Matthias: the First Serious Error of the Early Church

The NT Office of Apostle: Synopsis

This series is Part 1 of a planned 3-part series on the Office of Apostle in the NT.

A common error of many Christians and "theologians" is the failure to recognize the difference between inspired history and inspired doctrine as it is used to establish "sound doctrine"; the Bible, of course, is filled with both. The distinction here is that there are many example in the Bible of genuine people of God doing stupid, silly or sometimes even evil things. A few, very well-known of the latter are:

  • Moses did not treat the Lord as Holy (OT: Deu 32.48-52)
  • Ancient King David committed rape and murder (OT: 2 Sam 11).
  • The Apostle Peter denied the Lord prior to the crucifixion (NT: Mat 26.69-75).
  • Ananias and Sapphira lied to the Holy Spirit (NT: Act 5.1-11).
  • The Apostle Peter acted hypocritically in Galatia and "was not straightforward about the truth of the gospel." (NT: Gal 2.11-14)

All are examples of what actually happened. 
None represent behavior that Christians of latter generations should emulate.

These accounts are historic, nothing more or less, recorded at least to warn future believers of what not to do.
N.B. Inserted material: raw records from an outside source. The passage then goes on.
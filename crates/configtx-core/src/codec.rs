//! Binary and JSON encodings of the wire messages.

use prost::Message;
use serde::de::DeserializeOwned;
use serde::Serialize;

use crate::error::{CoreError, Result};

/// Decode protobuf binary.
pub fn decode_binary<M: Message + Default>(bytes: &[u8]) -> Result<M> {
    M::decode(bytes).map_err(CoreError::binary)
}

/// Encode to protobuf binary.
pub fn encode_binary<M: Message>(message: &M) -> Vec<u8> {
    message.encode_to_vec()
}

/// Decode the JSON projection.
pub fn from_json<M: DeserializeOwned>(bytes: &[u8]) -> Result<M> {
    serde_json::from_slice(bytes).map_err(CoreError::json)
}

/// Encode the JSON projection, pretty-printed.
pub fn to_json<M: Serialize>(message: &M) -> Result<Vec<u8>> {
    let mut out = serde_json::to_vec_pretty(message).map_err(|e| CoreError::Encode(e.to_string()))?;
    out.push(b'\n');
    Ok(out)
}
//! Protobuf wire model.
//!
//! Messages are declared with `prost` derives so the binary encoding is the
//! standard protobuf encoding the ordering service verifies against. Field
//! tags must never change.
//!
//! Every message also derives (or hand-implements) serde for the JSON
//! projection (see the crate-level JSON helpers).

pub mod common;
pub mod configtx;
pub mod msp;
pub mod values;

pub use common::{
    Block, BlockData, BlockHeader, BlockMetadata, ChannelHeader, Envelope, Header, HeaderType,
    Payload, SignatureHeader, Timestamp,
};
pub use configtx::{
    Config, ConfigEnvelope, ConfigGroup, ConfigPolicy, ConfigSignature, ConfigUpdate,
    ConfigUpdateEnvelope, ConfigValue, ImplicitMetaPolicy, ImplicitMetaRule, Policy, PolicyType,
};
pub use msp::SerializedIdentity;
pub use values::{
    BatchSize, BatchTimeout, BlockDataHashingStructure, Capabilities, Capability, ConsensusState,
    ConsensusType, Consortium, HashingAlgorithm, OrdererAddresses,
};
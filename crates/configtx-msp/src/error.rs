//! Error types for identity loading and signing.

use std::path::PathBuf;

use configtx_core::CoreError;
use thiserror::Error;

/// Errors that can occur while loading or using a signing identity.
#[derive(Debug, Error)]
pub enum MspError {
    /// A file or directory of the MSP could not be read.
    #[error("could not read {}: {source}", path.display())]
    Io {
        path: PathBuf,
        #[source]
        source: std::io::Error,
    },

    /// A required MSP sub-directory holds no files.
    #[error("no files found in {}", .0.display())]
    EmptyDirectory(PathBuf),

    /// The keystore holds something other than a usable private key.
    #[error("invalid private key in {}: {reason}", path.display())]
    InvalidKey { path: PathBuf, reason: String },

    /// The signing certificate's public key does not belong to the private key.
    #[error("identity in {} does not match the private key", .0.display())]
    IdentityMismatch(PathBuf),

    /// A signature header or identity could not be decoded.
    #[error("malformed signature header: {0}")]
    MalformedSignatureHeader(String),

    /// The creator's credential is not a usable public key.
    #[error("creator identity for MSP '{0}' has no usable public key")]
    UnusableIdentity(String),

    /// The signature does not verify.
    #[error("signature by MSP '{0}' does not verify")]
    BadSignature(String),

    #[error(transparent)]
    Core(#[from] CoreError),
}

/// Result type for MSP operations.
pub type Result<T> = std::result::Result<T, MspError>;
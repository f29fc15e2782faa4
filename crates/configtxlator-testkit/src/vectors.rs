//! Golden test vectors for envelope framing.
//!
//! Each vector pins the exact protobuf bytes `wrap` must produce, so any
//! implementation of the framing can be checked byte for byte.

use configtx_core::envelope;
use configtx_core::HeaderType;
use prost::Message;

/// A golden test vector.
#[derive(Debug, Clone)]
pub struct GoldenVector {
    /// Human-readable name for the vector.
    pub name: &'static str,
    /// Header type announced in the channel header.
    pub header_type: HeaderType,
    /// Channel header version.
    pub version: i32,
    /// Channel id.
    pub channel_id: &'static str,
    /// Epoch.
    pub epoch: u64,
    /// Inner payload data.
    pub data: &'static [u8],
    /// Expected serialized Envelope (hex).
    pub expected_hex: &'static str,
}

/// Get all golden test vectors.
pub fn all_vectors() -> Vec<GoldenVector> {
    vec![
        GoldenVector {
            name: "config update with hello payload",
            header_type: HeaderType::ConfigUpdate,
            version: 0,
            channel_id: "mychannel",
            epoch: 0,
            data: b"hello",
            expected_hex: "0a180a0f0a0d080222096d796368616e6e656c120568656c6c6f",
        },
        GoldenVector {
            name: "config update with version and epoch, empty data",
            header_type: HeaderType::ConfigUpdate,
            version: 1,
            channel_id: "mychannel",
            epoch: 7,
            data: b"",
            expected_hex: "0a150a130a110802100122096d796368616e6e656c3007",
        },
        GoldenVector {
            name: "config with empty channel id",
            header_type: HeaderType::Config,
            version: 0,
            channel_id: "",
            epoch: 0,
            data: b"",
            expected_hex: "0a060a040a020801",
        },
        GoldenVector {
            name: "message type is omitted on the wire",
            header_type: HeaderType::Message,
            version: 0,
            channel_id: "c",
            epoch: 0,
            data: &[0x01],
            expected_hex: "0a0a0a050a03220163120101",
        },
        GoldenVector {
            name: "multi-byte epoch varint",
            header_type: HeaderType::PeerAdminOperation,
            version: 0,
            channel_id: "ch",
            epoch: 300,
            data: b"ab",
            expected_hex: "0a110a0b0a0908082202636830ac0212026162",
        },
    ]
}

/// Wrap a vector's inputs and return the serialized envelope.
pub fn wrap_vector(vector: &GoldenVector) -> Vec<u8> {
    envelope::wrap(
        vector.data,
        vector.header_type,
        vector.version,
        vector.channel_id,
        vector.epoch,
    )
    .encode_to_vec()
}

#[cfg(test)]
mod tests {
    use super::*;

    #[test]
    fn test_vectors_match() {
        for vector in all_vectors() {
            assert_eq!(
                hex::encode(wrap_vector(&vector)),
                vector.expected_hex,
                "Vector '{}' produced different bytes",
                vector.name
            );
        }
    }

    #[test]
    fn test_vectors_unwrap_to_data() {
        for vector in all_vectors() {
            let bytes = hex::decode(vector.expected_hex).unwrap();
            let env = configtx_core::Envelope::decode(bytes.as_slice()).unwrap();
            assert_eq!(envelope::unwrap_data(&env).unwrap(), vector.data);
        }
    }
}
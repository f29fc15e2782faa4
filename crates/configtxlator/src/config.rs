//! Configuration for translator operations and the REST server.

use std::net::SocketAddr;

/// Default REST listen host.
pub const DEFAULT_HOSTNAME: &str = "127.0.0.1";

/// Default REST listen port.
pub const DEFAULT_PORT: u16 = 7059;

/// Header scalars stamped on every envelope the translator builds.
#[derive(Debug, Clone, Copy, Default, PartialEq, Eq)]
pub struct EnvelopeDefaults {
    /// Channel header version.
    pub version: i32,
    /// Channel header epoch.
    pub epoch: u64,
}

/// Configuration for translator operations.
#[derive(Debug, Clone, Default, PartialEq, Eq)]
pub struct TranslatorConfig {
    pub envelope: EnvelopeDefaults,
}

impl TranslatorConfig {
    /// Override the envelope version and epoch.
    pub fn with_envelope(mut self, version: i32, epoch: u64) -> Self {
        self.envelope = EnvelopeDefaults { version, epoch };
        self
    }
}

/// Configuration for the REST server.
#[derive(Debug, Clone, PartialEq, Eq)]
pub struct ServerConfig {
    /// Host to listen on.
    pub hostname: String,
    /// Port to listen on.
    pub port: u16,
    /// Allowed CORS origins. Empty disables CORS headers.
    pub cors_origins: Vec<String>,
}

impl ServerConfig {
    /// The `host:port` string to bind.
    pub fn bind_address(&self) -> String {
        format!("{}:{}", self.hostname, self.port)
    }

    /// Parse the bind address, when the host is a literal IP.
    pub fn socket_addr(&self) -> Option<SocketAddr> {
        self.bind_address().parse().ok()
    }
}

impl Default for ServerConfig {
    fn default() -> Self {
        Self {
            hostname: DEFAULT_HOSTNAME.to_string(),
            port: DEFAULT_PORT,
            cors_origins: Vec::new(),
        }
    }
}

#[cfg(test)]
mod tests {
    use super::*;

    #[test]
    fn test_defaults() {
        let config = TranslatorConfig::default();
        assert_eq!(config.envelope.version, 0);
        assert_eq!(config.envelope.epoch, 0);

        let server = ServerConfig::default();
        assert_eq!(server.bind_address(), "127.0.0.1:7059");
        assert!(server.socket_addr().is_some());
        assert!(server.cors_origins.is_empty());
    }

    #[test]
    fn test_with_envelope() {
        let config = TranslatorConfig::default().with_envelope(2, 11);
        assert_eq!(config.envelope, EnvelopeDefaults { version: 2, epoch: 11 });
    }
}
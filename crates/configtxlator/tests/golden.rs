//! Golden vectors for envelope framing and the JSON projection.
//!
//! Every implementation of the translator must produce identical envelope
//! bytes for the same header scalars and payload data.

use configtx_core::{codec, envelope, Config, ConfigGroup, MessageRegistry};
use configtx_io::Input;
use configtxlator::Translator;
use configtxlator_testkit::{all_vectors, wrap_vector};

#[test]
fn test_golden_envelope_bytes() {
    for vector in all_vectors() {
        let bytes = wrap_vector(&vector);
        assert_eq!(
            hex::encode(&bytes),
            vector.expected_hex,
            "vector '{}' produced different bytes",
            vector.name
        );
    }
}

#[test]
fn test_golden_envelopes_unwrap_to_data() {
    for vector in all_vectors() {
        let env = envelope::wrap(
            vector.data,
            vector.header_type,
            vector.version,
            vector.channel_id,
            vector.epoch,
        );
        assert_eq!(
            envelope::unwrap_data(&env).unwrap(),
            vector.data,
            "vector '{}'",
            vector.name
        );

        let header = envelope::channel_header(&env).unwrap();
        assert_eq!(header.channel_id, vector.channel_id);
        assert_eq!(header.epoch, vector.epoch);
        assert_eq!(header.version, vector.version);
        assert!(header.tx_id.is_empty());
        assert!(header.timestamp.is_none());
    }
}

#[test]
fn test_minimal_config_json_encodes() {
    let json = br#"{"channel_group":{"version":"0"}}"#;
    let message = Translator::default()
        .decode("common.Config", &Input::bytes(json.to_vec()).with_json(true))
        .unwrap();

    let expected = Config {
        sequence: 0,
        channel_group: Some(ConfigGroup::at_version(0)),
    };
    let bytes = message.encode_binary();
    assert_eq!(bytes, codec::encode_binary(&expected));
    assert_eq!(hex::encode(&bytes), "1200");

    // Decoding the bytes and rendering JSON again gives back the same config.
    let decoded = Translator::default()
        .decode("common.Config", &Input::bytes(bytes))
        .unwrap();
    let rendered = decoded.to_json().unwrap();
    let parsed: serde_json::Value = serde_json::from_slice(&rendered).unwrap();
    assert_eq!(parsed["channel_group"]["version"], "0");
    assert_eq!(codec::from_json::<Config>(&rendered).unwrap(), expected);
}

#[test]
fn test_every_registered_name_decodes_empty_input() {
    // The empty byte string is a valid encoding of every protobuf message.
    let registry = MessageRegistry::standard();
    let translator = Translator::default();
    for name in registry.names() {
        let message = translator
            .decode(name, &Input::bytes(Vec::new()))
            .unwrap_or_else(|e| panic!("{}: {}", name, e));
        assert!(message.encode_binary().is_empty(), "{}", name);
    }
}
//! Verification of collected config signatures.

use configtx_core::{
    ConfigSignature, Ed25519PublicKey, Ed25519Signature, SerializedIdentity, SignatureHeader,
};
use prost::Message;

use crate::error::{MspError, Result};

/// Verify one signature over `config_update` and return the signer.
///
/// The creator's credential must be a PEM public key. Certificate
/// credentials are not verified here.
pub fn verify_config_signature(
    signature: &ConfigSignature,
    config_update: &[u8],
) -> Result<SerializedIdentity> {
    let header = SignatureHeader::decode(signature.signature_header.as_slice())
        .map_err(|e| MspError::MalformedSignatureHeader(e.to_string()))?;
    let creator = SerializedIdentity::decode(header.creator.as_slice())
        .map_err(|e| MspError::MalformedSignatureHeader(format!("creator: {}", e)))?;

    let public_key = std::str::from_utf8(&creator.id_bytes)
        .ok()
        .and_then(|pem| Ed25519PublicKey::from_pem(pem).ok())
        .ok_or_else(|| MspError::UnusableIdentity(creator.mspid.clone()))?;

    let sig = Ed25519Signature::from_slice(&signature.signature)
        .map_err(|_| MspError::BadSignature(creator.mspid.clone()))?;
    public_key
        .verify(&signature.signed_message(config_update), &sig)
        .map_err(|_| MspError::BadSignature(creator.mspid.clone()))?;

    Ok(creator)
}
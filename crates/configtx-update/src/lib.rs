//! # configtx-update
//!
//! Computes the update transaction between two configuration snapshots and
//! runs structural sanity checks over a configuration tree.
//!
//! ## Key Types
//!
//! - [`ConfigDiff`] - The diff contract: `(original, updated) → ConfigUpdate`
//! - [`ReadWriteSetDiff`] - Read-set / write-set computation
//! - [`Messages`] - Sanity-check diagnostics

pub mod compute;
pub mod error;
pub mod sanitycheck;

pub use compute::{ConfigDiff, ReadWriteSetDiff};
pub use error::{Result, UpdateError};
pub use sanitycheck::{check, ElementMessage, Messages};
There is, however, another example of what not to do that careless Christians have maintained for nearly two millenia: namely, to hold to the myth that the selection of Matthias by the remaining elevan apostles (Act 1.15-26) was legitimate. The resaon for this thoughtlessness is simply that "that is what the early Apostles did" so it must be OK.

While maintaining this typical error, Christians (astonishly!) fail to look at "the big picture" concerning the proper use of inspired history. Here are a few elements to consider:

  • Why does this event matter and was it binding?
  • Why did the Lord Christ not handle this personally while He was with those early disciple and Apostles for 6 weeks!?!?!
  • Why was the "criteria for Apostleship" so different for Matthias when compared to the original twelve?
  • Why was the selection of Matthias so careless when compared to the selection of the original twelve?
  • Why is the typical impetuous nature of Peter not considered an important facet of this historical event?
  • Why is Peter's citation from a pair of imprecatory Psalms not considered out-of-context by typical Christians?
  • Why are several early Christians (who were not part of the twelve) called "apostles"?

Simply stated: the error of the eleven was to assume for themselves an authority that the Lord Christ alone possesses: namely, to select His own apostles at the time and place and in the manner of His own choosing.

The purpose of this article (Part 1) is:

  • to demonstrate from the Scripture that the early Apostles acted impetuously and foolishly based on the fact of what the Bible teaches concerning the number of Apostles that was established for all time;
  • that their decision was wrong and therefore non-binding;
  • to establish the carelessness of those who maintain this error; 
  • to state the true qualification (singular, not plural!) for the office of Apostle. 

The series is presented in five chapters:

  1. Introduction
  2. The Verb and Noun Forms Used (ἀποστέλλωἀπόστολοςἀποστολή).
  3. A modern defense of Matthias as the replacement Apostle via the assertions of Dr. Wayne Grudem, “Systematic Theology”, Zondervan.
  4. The biblical rebuttal of Dr. Grudem’s assertions.
  5. The biblical statement of the single, biblical qualification for the Office of Apostle.